#### [WHAT IS NEEDED]
Lines from the records below that contain the word "MonotonicBoardInvariant" are to be copied out.

#### [Stored data entries]
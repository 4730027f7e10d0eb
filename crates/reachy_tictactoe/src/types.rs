//! Core domain types for the robot's tic-tac-toe.

use super::action::{Move, MoveError};
use super::position::Position;
use serde::{Deserialize, Serialize};
use std::fmt;
use std::str::FromStr;
use tracing::instrument;

/// One of the two sides at the table.
#[derive(
    Debug, Clone, Copy, PartialEq, Eq, Hash, Serialize, Deserialize, strum::Display, strum::EnumIter,
)]
#[serde(rename_all = "lowercase")]
#[strum(serialize_all = "lowercase")]
pub enum Mover {
    /// The person sitting across the board (plays cubes).
    Human,
    /// The robot arm (plays cylinders).
    Robot,
}

impl Mover {
    /// Returns the other side.
    pub fn opponent(self) -> Self {
        match self {
            Mover::Human => Mover::Robot,
            Mover::Robot => Mover::Human,
        }
    }

    /// The cell value this side's pieces show up as.
    pub fn piece(self) -> CellValue {
        match self {
            Mover::Human => CellValue::Human,
            Mover::Robot => CellValue::Robot,
        }
    }
}

/// Content of a single board cell.
#[derive(Debug, Clone, Copy, PartialEq, Eq, Hash, Default, Serialize, Deserialize)]
#[serde(rename_all = "lowercase")]
pub enum CellValue {
    /// No piece.
    #[default]
    Empty,
    /// A human cube.
    Human,
    /// A robot cylinder.
    Robot,
}

impl CellValue {
    /// Returns the owner of the piece, if any.
    pub fn mover(self) -> Option<Mover> {
        match self {
            CellValue::Empty => None,
            CellValue::Human => Some(Mover::Human),
            CellValue::Robot => Some(Mover::Robot),
        }
    }

    /// Single-character notation used by [`Board`]'s `Display`/`FromStr`.
    pub fn symbol(self) -> char {
        match self {
            CellValue::Empty => '.',
            CellValue::Human => 'H',
            CellValue::Robot => 'R',
        }
    }

    fn from_symbol(c: char) -> Option<Self> {
        match c {
            '.' | '_' => Some(CellValue::Empty),
            'H' | 'h' => Some(CellValue::Human),
            'R' | 'r' => Some(CellValue::Robot),
            _ => None,
        }
    }
}

impl From<Mover> for CellValue {
    fn from(mover: Mover) -> Self {
        mover.piece()
    }
}

/// Canonical 3x3 board seen from the human's side, row-major.
///
/// Boards are immutable snapshots. New boards come from a decoded camera
/// frame or from [`Board::apply`] on a prior board.
#[derive(Debug, Clone, Copy, PartialEq, Eq, Hash, Serialize)]
pub struct Board {
    cells: [CellValue; 9],
}

impl Board {
    /// A board with no pieces.
    pub const EMPTY: Board = Board {
        cells: [CellValue::Empty; 9],
    };

    /// Builds a board from nine cells in canonical row-major order.
    pub fn from_cells(cells: [CellValue; 9]) -> Self {
        Self { cells }
    }

    /// Returns the value at a position.
    pub fn get(&self, pos: Position) -> CellValue {
        self.cells[pos.to_index()]
    }

    /// All cells in canonical order.
    pub fn cells(&self) -> &[CellValue; 9] {
        &self.cells
    }

    /// True when the cell holds no piece.
    pub fn is_vacant(&self, pos: Position) -> bool {
        self.get(pos) == CellValue::Empty
    }

    /// True when no cell holds a piece.
    pub fn is_clear(&self) -> bool {
        self.cells.iter().all(|c| *c == CellValue::Empty)
    }

    /// True when every cell holds a piece.
    pub fn is_full(&self) -> bool {
        self.cells.iter().all(|c| *c != CellValue::Empty)
    }

    /// Number of cells holding `value`.
    pub fn count(&self, value: CellValue) -> usize {
        self.cells.iter().filter(|c| **c == value).count()
    }

    /// Empty positions, in canonical order.
    pub fn vacant_positions(&self) -> impl Iterator<Item = Position> + '_ {
        Position::ALL.into_iter().filter(|pos| self.is_vacant(*pos))
    }

    /// Positions whose value differs between `self` and `other`.
    pub fn diff(&self, other: &Board) -> Vec<Position> {
        Position::ALL
            .into_iter()
            .filter(|pos| self.get(*pos) != other.get(*pos))
            .collect()
    }

    /// Returns the board that results from playing `mv` on this one.
    #[instrument(level = "trace")]
    pub fn apply(&self, mv: Move) -> Result<Board, MoveError> {
        if !self.is_vacant(mv.position) {
            return Err(MoveError::SquareOccupied(mv.position));
        }
        Ok(self.with(mv.position, mv.mover.piece()))
    }

    /// Unchecked placement for the search, which only ever targets vacant cells.
    pub(crate) fn with(&self, pos: Position, value: CellValue) -> Board {
        let mut cells = self.cells;
        cells[pos.to_index()] = value;
        Board { cells }
    }
}

impl Default for Board {
    fn default() -> Self {
        Self::EMPTY
    }
}

impl fmt::Display for Board {
    fn fmt(&self, f: &mut fmt::Formatter<'_>) -> fmt::Result {
        for row in 0..3 {
            if row > 0 {
                f.write_str("/")?;
            }
            for col in 0..3 {
                write!(f, "{}", self.cells[row * 3 + col].symbol())?;
            }
        }
        Ok(())
    }
}

/// Error parsing the compact board notation.
#[derive(Debug, Clone, PartialEq, Eq, derive_more::Display, derive_more::Error)]
pub enum ParseBoardError {
    /// A character other than `H`, `R`, `.`, `/` or whitespace.
    #[display("Unexpected board symbol {symbol:?}")]
    UnexpectedSymbol {
        /// The offending character.
        symbol: char,
    },
    /// Not exactly nine cells.
    #[display("Expected 9 cells, found {found}")]
    WrongLength {
        /// Number of cells read.
        found: usize,
    },
}

impl FromStr for Board {
    type Err = ParseBoardError;

    /// Parses `"HR./.H./..R"`-style notation; `/` and whitespace are separators.
    fn from_str(s: &str) -> Result<Self, Self::Err> {
        let mut cells = [CellValue::Empty; 9];
        let mut found = 0;
        for c in s.chars().filter(|c| *c != '/' && !c.is_whitespace()) {
            let value = CellValue::from_symbol(c)
                .ok_or(ParseBoardError::UnexpectedSymbol { symbol: c })?;
            if found < 9 {
                cells[found] = value;
            }
            found += 1;
        }
        if found != 9 {
            return Err(ParseBoardError::WrongLength { found });
        }
        Ok(Board { cells })
    }
}

/// Result of evaluating a board.
#[derive(Debug, Clone, Copy, PartialEq, Eq, Hash, Serialize, Deserialize)]
#[serde(rename_all = "snake_case", tag = "status", content = "winner")]
pub enum Outcome {
    /// No line is complete and cells remain.
    InProgress,
    /// Exactly one side owns a full line.
    Won(Mover),
    /// Full board, no line.
    Draw,
}

impl Outcome {
    /// True for `Won` and `Draw`.
    pub fn is_terminal(&self) -> bool {
        !matches!(self, Outcome::InProgress)
    }

    /// Returns the winner if there is one.
    pub fn winner(&self) -> Option<Mover> {
        match self {
            Outcome::Won(mover) => Some(*mover),
            _ => None,
        }
    }
}

impl fmt::Display for Outcome {
    fn fmt(&self, f: &mut fmt::Formatter<'_>) -> fmt::Result {
        match self {
            Outcome::InProgress => write!(f, "in progress"),
            Outcome::Won(mover) => write!(f, "{mover} wins"),
            Outcome::Draw => write!(f, "draw"),
        }
    }
}
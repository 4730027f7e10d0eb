//! Command-line interface for reachy-tictactoe.

use crate::sim::Opponent;
use clap::{Parser, Subcommand};
use std::path::PathBuf;

/// Reachy Tic-Tac-Toe - a robot that plays across a physical board
#[derive(Parser, Debug)]
#[command(name = "reachy-tictactoe")]
#[command(about = "Play tic-tac-toe against the robot on a simulated table", long_about = None)]
#[command(version)]
pub struct Cli {
    /// Subcommand to run
    #[command(subcommand)]
    pub command: Command,
}

/// Available commands
#[derive(Subcommand, Debug)]
pub enum Command {
    /// Play games on the simulated table
    Play {
        /// Path to a table configuration file (TOML)
        #[arg(short, long)]
        config: Option<PathBuf>,

        /// Number of games to play (omit to play until interrupted)
        #[arg(short, long)]
        games: Option<u64>,

        /// How the simulated human plays
        #[arg(long, value_enum, default_value_t = Opponent::Perfect)]
        opponent: Opponent,

        /// Seed for the coin flip and the simulated human
        #[arg(long)]
        seed: Option<u64>,

        /// Write every game event to this file as JSON lines
        #[arg(long)]
        events: Option<PathBuf>,
    },

    /// Print the default table configuration as TOML
    Config,
}
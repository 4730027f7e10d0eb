//! Invariants a game session must satisfy after every accepted move.
//!
//! Each invariant is a zero-sized type implementing [`Invariant`] so they
//! can be tested alone and composed into sets.

use derive_more::Display;

/// A logical property that must hold for a given state.
pub trait Invariant<S> {
    /// Checks if the invariant holds for the given state.
    fn holds(state: &S) -> bool;

    /// Human-readable description of the invariant.
    fn description() -> &'static str;
}

/// Violation of an invariant.
#[derive(Debug, Clone, PartialEq, Eq, Display)]
#[display("Invariant violated: {description}")]
pub struct InvariantViolation {
    /// Description of the violated invariant.
    pub description: String,
}

impl InvariantViolation {
    /// Creates a new invariant violation.
    pub fn new(description: impl Into<String>) -> Self {
        Self {
            description: description.into(),
        }
    }
}

/// A set of invariants that can be checked together.
pub trait InvariantSet<S> {
    /// Checks all invariants in the set, collecting every failure.
    fn check_all(state: &S) -> Result<(), Vec<InvariantViolation>>;
}

fn check<S, I: Invariant<S>>(state: &S, violations: &mut Vec<InvariantViolation>) {
    if !I::holds(state) {
        violations.push(InvariantViolation::new(I::description()));
    }
}

fn collect(violations: Vec<InvariantViolation>) -> Result<(), Vec<InvariantViolation>> {
    if violations.is_empty() {
        Ok(())
    } else {
        Err(violations)
    }
}

impl<S, I1, I2, I3> InvariantSet<S> for (I1, I2, I3)
where
    I1: Invariant<S>,
    I2: Invariant<S>,
    I3: Invariant<S>,
{
    fn check_all(state: &S) -> Result<(), Vec<InvariantViolation>> {
        let mut violations = Vec::new();
        check::<S, I1>(state, &mut violations);
        check::<S, I2>(state, &mut violations);
        check::<S, I3>(state, &mut violations);
        collect(violations)
    }
}

impl<S, I1, I2> InvariantSet<S> for (I1, I2)
where
    I1: Invariant<S>,
    I2: Invariant<S>,
{
    fn check_all(state: &S) -> Result<(), Vec<InvariantViolation>> {
        let mut violations = Vec::new();
        check::<S, I1>(state, &mut violations);
        check::<S, I2>(state, &mut violations);
        collect(violations)
    }
}

pub mod alternating_turn;
pub mod history_consistent;
pub mod monotonic_board;

pub use alternating_turn::AlternatingTurnInvariant;
pub use history_consistent::HistoryConsistentInvariant;
pub use monotonic_board::MonotonicBoardInvariant;

/// All session invariants as a composable set.
pub type SessionInvariants = (
    MonotonicBoardInvariant,
    AlternatingTurnInvariant,
    HistoryConsistentInvariant,
);
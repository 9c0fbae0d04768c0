//! Supervisor startup configuration, layered on [`offliner_core::config::Config`].

use std::path::PathBuf;
use std::time::Duration;

use offliner_core::config::Config;

/// Max time to wait for a freshly started broker to accept connections
/// (spec §4.7: "Wait up to 5 s for the broker to accept connections").
const BROKER_READY_TIMEOUT: Duration = Duration::from_secs(5);

#[derive(Clone, Debug)]
pub struct SupervisorConfig {
    pub redis_url: String,
    pub app_root: PathBuf,
    pub worker_binary: PathBuf,
    pub broker_ready_timeout: Duration,
}

impl SupervisorConfig {
    #[must_use]
    pub fn from_env() -> Self {
        let core = Config::from_env();
        let app_root =
            PathBuf::from(std::env::var("OFFLINER_APP_ROOT").unwrap_or_else(|_| ".".to_string()));

        Self {
            redis_url: core.redis_url,
            worker_binary: worker_binary_path(std::env::var("OFFLINER_WORKER_BIN").ok()),
            app_root,
            broker_ready_timeout: BROKER_READY_TIMEOUT,
        }
    }
}

/// Resolve the `offliner-worker` binary: `override_path` (from
/// `OFFLINER_WORKER_BIN`) if given, otherwise a sibling of this binary (the
/// usual layout for a workspace release build), falling back to bare-name
/// resolution via `PATH`.
fn worker_binary_path(override_path: Option<String>) -> PathBuf {
    if let Some(path) = override_path {
        return PathBuf::from(path);
    }

    let name = if cfg!(windows) {
        "offliner-worker.exe"
    } else {
        "offliner-worker"
    };

    std::env::current_exe()
        .ok()
        .and_then(|exe| exe.parent().map(|dir| dir.join(name)))
        .filter(|candidate| candidate.exists())
        .unwrap_or_else(|| PathBuf::from(name))
}

#[cfg(test)]
mod tests {
    use super::*;

    #[test]
    fn worker_binary_override_wins() {
        assert_eq!(
            worker_binary_path(Some("/opt/offliner/bin/offliner-worker".to_string())),
            PathBuf::from("/opt/offliner/bin/offliner-worker")
        );
    }

    #[test]
    fn worker_binary_falls_back_to_bare_name_when_no_sibling_exists() {
        let expected = if cfg!(windows) {
            "offliner-worker.exe"
        } else {
            "offliner-worker"
        };
        // In a `cargo test` binary the sibling path won't exist, so this
        // should fall through to bare-name `PATH` resolution.
        assert_eq!(worker_binary_path(None), PathBuf::from(expected));
    }
}
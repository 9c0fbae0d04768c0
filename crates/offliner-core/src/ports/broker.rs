//! The Task Broker + Queue port (spec §4.2).

use async_trait::async_trait;

use crate::domain::Job;
use crate::error::CoreError;

/// Durable FIFO dispatch from the HTTP edge to the worker pool.
///
/// Guarantees at-least-once delivery. `enqueue` fails synchronously on
/// broker outage (spec §4.2 "Failure modes"); the HTTP edge reports an
/// error rather than accepting the request and losing it silently.
#[async_trait]
pub trait BrokerPort: Send + Sync {
    /// Enqueue `job`. The caller (HTTP edge) has already refused a
    /// duplicate `request_id`; the broker does not re-check this.
    async fn enqueue(&self, job: Job) -> Result<(), CoreError>;

    /// Block until a job is available or `timeout` elapses, returning
    /// `None` on timeout so the worker loop can check its own shutdown
    /// signal between polls. The job stays in an in-flight set until
    /// `ack`, so a worker crash leaves it eligible for redelivery
    /// (spec §4.2 "Failure modes").
    async fn dequeue(&self, timeout: std::time::Duration) -> Result<Option<Job>, CoreError>;

    /// Acknowledge that `request_id` finished (successfully or not),
    /// removing it from the in-flight set (spec §4.2 "acknowledgment
    /// happens when the worker completes or fails").
    async fn ack(&self, request_id: crate::domain::RequestId) -> Result<(), CoreError>;
}
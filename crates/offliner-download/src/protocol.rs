//! Parses the external media tool's `--progress-template` JSON lines.
//!
//! The tool is invoked with two templates — `download:%(progress)j` and
//! `postprocess:%(progress)j` — so each emitted line carries a `download:`
//! or `postprocess:` prefix followed by a JSON object, letting a single
//! stdout reader dispatch both event kinds without guessing at shape.

use serde::Deserialize;

#[derive(Debug, Deserialize)]
pub struct DownloadProgress {
    #[serde(default)]
    pub status: String,
    #[serde(default)]
    pub downloaded_bytes: u64,
    #[serde(default)]
    pub total_bytes: Option<u64>,
    #[serde(default)]
    pub total_bytes_estimate: Option<f64>,
    #[serde(default)]
    pub speed: Option<f64>,
    #[serde(default)]
    pub eta: Option<u64>,
    #[serde(default)]
    pub filename: Option<String>,
}

impl DownloadProgress {
    #[must_use]
    pub fn total_bytes(&self) -> Option<u64> {
        self.total_bytes.or_else(|| {
            #[allow(clippy::cast_possible_truncation, clippy::cast_sign_loss)]
            self.total_bytes_estimate.map(|v| v.max(0.0) as u64)
        })
    }

    #[must_use]
    pub fn local_percent(&self) -> u8 {
        match self.total_bytes() {
            Some(total) if total > 0 => {
                let pct = (self.downloaded_bytes as f64 / total as f64) * 100.0;
                #[allow(clippy::cast_possible_truncation, clippy::cast_sign_loss)]
                let pct = pct.clamp(0.0, 100.0) as u8;
                pct
            }
            _ => 0,
        }
    }
}

#[derive(Debug, Deserialize)]
pub struct PostprocessProgress {
    #[serde(default)]
    pub status: String,
    #[serde(default)]
    pub postprocessor: Option<String>,
}

pub enum Event {
    Download(DownloadProgress),
    Postprocess(PostprocessProgress),
}

/// Parse one stdout line into an `Event`, or `None` for lines that aren't
/// one of our progress-template outputs (e.g. warnings printed to stdout).
#[must_use]
pub fn parse_line(line: &str) -> Option<Event> {
    if let Some(rest) = line.strip_prefix("download:") {
        serde_json::from_str(rest).ok().map(Event::Download)
    } else if let Some(rest) = line.strip_prefix("postprocess:") {
        serde_json::from_str(rest).ok().map(Event::Postprocess)
    } else {
        None
    }
}

#[cfg(test)]
mod tests {
    use super::*;

    #[test]
    fn parses_download_event() {
        let line = r#"download:{"status":"downloading","downloaded_bytes":500,"total_bytes":1000}"#;
        match parse_line(line) {
            Some(Event::Download(progress)) => {
                assert_eq!(progress.local_percent(), 50);
            }
            _ => panic!("expected a download event"),
        }
    }

    #[test]
    fn parses_postprocess_event() {
        let line = r#"postprocess:{"status":"started","postprocessor":"FFmpegExtractAudio"}"#;
        match parse_line(line) {
            Some(Event::Postprocess(progress)) => {
                assert_eq!(progress.postprocessor.as_deref(), Some("FFmpegExtractAudio"));
            }
            _ => panic!("expected a postprocess event"),
        }
    }

    #[test]
    fn non_protocol_lines_are_ignored() {
        assert!(parse_line("[youtube] Extracting URL").is_none());
    }

    #[test]
    fn falls_back_to_total_bytes_estimate() {
        let line =
            r#"download:{"status":"downloading","downloaded_bytes":250,"total_bytes_estimate":1000.0}"#;
        match parse_line(line) {
            Some(Event::Download(progress)) => assert_eq!(progress.local_percent(), 25),
            _ => panic!("expected a download event"),
        }
    }
}
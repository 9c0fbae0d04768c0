//! The Progress Store port (spec §4.1).

use async_trait::async_trait;

use crate::domain::{ProgressRecord, RequestId};
use crate::error::CoreError;

/// A process-external, TTL'd keyed store of `ProgressRecord`s.
///
/// Implementations fail with `CoreError::StoreUnavailable` when the backing
/// service is unreachable; per spec §4.1, callers log and continue where
/// possible rather than propagating that failure as a job-ending error.
#[async_trait]
pub trait ProgressStorePort: Send + Sync {
    /// Create a fresh record with TTL=3600s. Fails if a live (non-expired)
    /// record already exists for `id` — spec §4.1 treats a duplicate
    /// `create` as a client bug, not a silent overwrite.
    async fn create(&self, id: RequestId, total_items: u32, temp_dir: &str)
    -> Result<(), CoreError>;

    /// Merge `mutate`'s changes into the stored record, preserving the
    /// remaining TTL. A no-op if the key is absent.
    async fn update(
        &self,
        id: RequestId,
        mutate: &mut (dyn FnMut(&mut ProgressRecord) + Send),
    ) -> Result<(), CoreError>;

    /// The current record, or the synthetic "Unknown" record (spec §4.1)
    /// if absent.
    async fn get(&self, id: RequestId) -> ProgressRecord;

    /// Set `cancel_requested=true`, preserving TTL. Monotonic: never
    /// clears the flag once set.
    async fn request_cancel(&self, id: RequestId) -> Result<(), CoreError>;

    /// The current value of `cancel_requested`.
    async fn is_cancelled(&self, id: RequestId) -> Result<bool, CoreError>;

    /// Delete the key outright.
    async fn remove(&self, id: RequestId) -> Result<(), CoreError>;
}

#### [EXERCISE ANSWER]
pub use monotonic_board::MonotonicBoardInvariant;
    MonotonicBoardInvariant,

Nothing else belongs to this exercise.